# [DESCRIPTION OF THE TASK]
Scan the entries line by line and return those with "InvalidApiUrl".

(Dataset entries)
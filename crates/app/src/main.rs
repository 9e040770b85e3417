use std::fmt;

use anyhow::Context;
use app::config::parse_bind;
use app::{AppConfig, AppState, create_router};
use tokio::net::TcpListener;
use tracing_subscriber::EnvFilter;

#[derive(Debug)]
enum ArgsError {
    MissingValue { flag: &'static str },
    UnknownArg(String),
    InvalidBind { raw: String },
    InvalidApiUrl { raw: String },
}

impl fmt::Display for ArgsError {
    fn fmt(&self, f: &mut fmt::Formatter<'_>) -> fmt::Result {
        match self {
            ArgsError::MissingValue { flag } => write!(f, "{flag} requires a value"),
            ArgsError::UnknownArg(arg) => write!(f, "unknown argument: {arg}"),
            ArgsError::InvalidBind { raw } => write!(f, "invalid --bind value: {raw}"),
            ArgsError::InvalidApiUrl { raw } => write!(f, "invalid --api value: {raw}"),
        }
    }
}

impl std::error::Error for ArgsError {}

fn require_value(
    args: &mut impl Iterator<Item = String>,
    flag: &'static str,
) -> Result<String, ArgsError> {
    args.next().ok_or(ArgsError::MissingValue { flag })
}

fn print_usage() {
    eprintln!("Usage:");
    eprintln!("  vocab-console serve [--api <url>] [--bind <addr>] [--secure-cookies]");
    eprintln!("  vocab-console check [--api <url>] [--bind <addr>] [--secure-cookies]");
    eprintln!();
    eprintln!("Defaults:");
    eprintln!("  --api  http://localhost:8080");
    eprintln!("  --bind 127.0.0.1:3000");
    eprintln!();
    eprintln!("Environment:");
    eprintln!("  VOCAB_API_BASE_URL (or INTERNAL_API_BASE_URL, NEXT_PUBLIC_API_BASE_URL)");
    eprintln!("  VOCAB_BIND, VOCAB_SECURE_COOKIES, VOCAB_API_TIMEOUT_SECS, RUST_LOG");
}

#[derive(Debug, Clone, Copy, PartialEq, Eq)]
enum Command {
    Serve,
    Check,
}

impl Command {
    fn from_arg(arg: &str) -> Option<Self> {
        match arg {
            "serve" => Some(Self::Serve),
            "check" => Some(Self::Check),
            _ => None,
        }
    }
}

/// Apply command-line overrides on top of the environment.
fn parse_flags(
    mut config: AppConfig,
    args: &mut impl Iterator<Item = String>,
) -> Result<AppConfig, ArgsError> {
    while let Some(arg) = args.next() {
        match arg.as_str() {
            "--api" => {
                let value = require_value(args, "--api")?;
                if value.trim().is_empty() {
                    return Err(ArgsError::InvalidApiUrl { raw: value });
                }
                config.api_base_url = value.trim().to_string();
            }
            "--bind" => {
                let value = require_value(args, "--bind")?;
                config.bind =
                    parse_bind(&value).map_err(|_| ArgsError::InvalidBind { raw: value.clone() })?;
            }
            "--secure-cookies" => config.secure_cookies = true,
            "--help" | "-h" => {
                print_usage();
                std::process::exit(0);
            }
            _ => return Err(ArgsError::UnknownArg(arg)),
        }
    }
    Ok(config)
}

fn init_tracing() {
    let filter = EnvFilter::try_from_default_env().unwrap_or_else(|_| EnvFilter::new("info,app=debug"));
    tracing_subscriber::fmt().with_env_filter(filter).init();
}

async fn run() -> anyhow::Result<()> {
    let mut argv: Vec<String> = std::env::args().skip(1).collect();

    // No subcommand means serve.
    let cmd = match argv.first().map(String::as_str) {
        None => Command::Serve,
        Some("--help" | "-h") => {
            print_usage();
            return Ok(());
        }
        Some(first) if first.starts_with("--") => Command::Serve,
        Some(first) => match Command::from_arg(first) {
            Some(cmd) => cmd,
            None => {
                print_usage();
                anyhow::bail!("unknown subcommand: {first}");
            }
        },
    };
    if argv.first().is_some_and(|first| !first.starts_with("--")) {
        argv.remove(0);
    }

    let config = AppConfig::from_env().context("reading configuration from the environment")?;
    let config = parse_flags(config, &mut argv.into_iter()).inspect_err(|_| print_usage())?;

    match cmd {
        Command::Check => {
            println!("api:            {}", config.api_base_url);
            println!("bind:           {}", config.bind);
            println!("secure cookies: {}", config.secure_cookies);
            println!("api timeout:    {}s", config.api_timeout.as_secs());
            Ok(())
        }
        Command::Serve => {
            init_tracing();
            let state = AppState::new(&config).context("building the API client")?;
            let listener = TcpListener::bind(config.bind)
                .await
                .with_context(|| format!("binding {}", config.bind))?;
            tracing::info!(addr = %config.bind, api = %config.api_base_url, "vocab console listening");
            axum::serve(listener, create_router(state))
                .with_graceful_shutdown(shutdown_signal())
                .await
                .context("serving HTTP")?;
            Ok(())
        }
    }
}

async fn shutdown_signal() {
    if let Err(err) = tokio::signal::ctrl_c().await {
        tracing::warn!(error = %err, "could not listen for ctrl-c");
        std::future::pending::<()>().await;
    }
    tracing::info!("shutting down");
}

#[tokio::main]
async fn main() {
    if let Err(err) = run().await {
        eprintln!("{err:#}");
        std::process::exit(2);
    }
}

# [RESULT OF THIS EXERCISE]
    InvalidApiUrl { raw: String },
            ArgsError::InvalidApiUrl { raw } => write!(f, "invalid --api value: {raw}"),
                    return Err(ArgsError::InvalidApiUrl { raw: value });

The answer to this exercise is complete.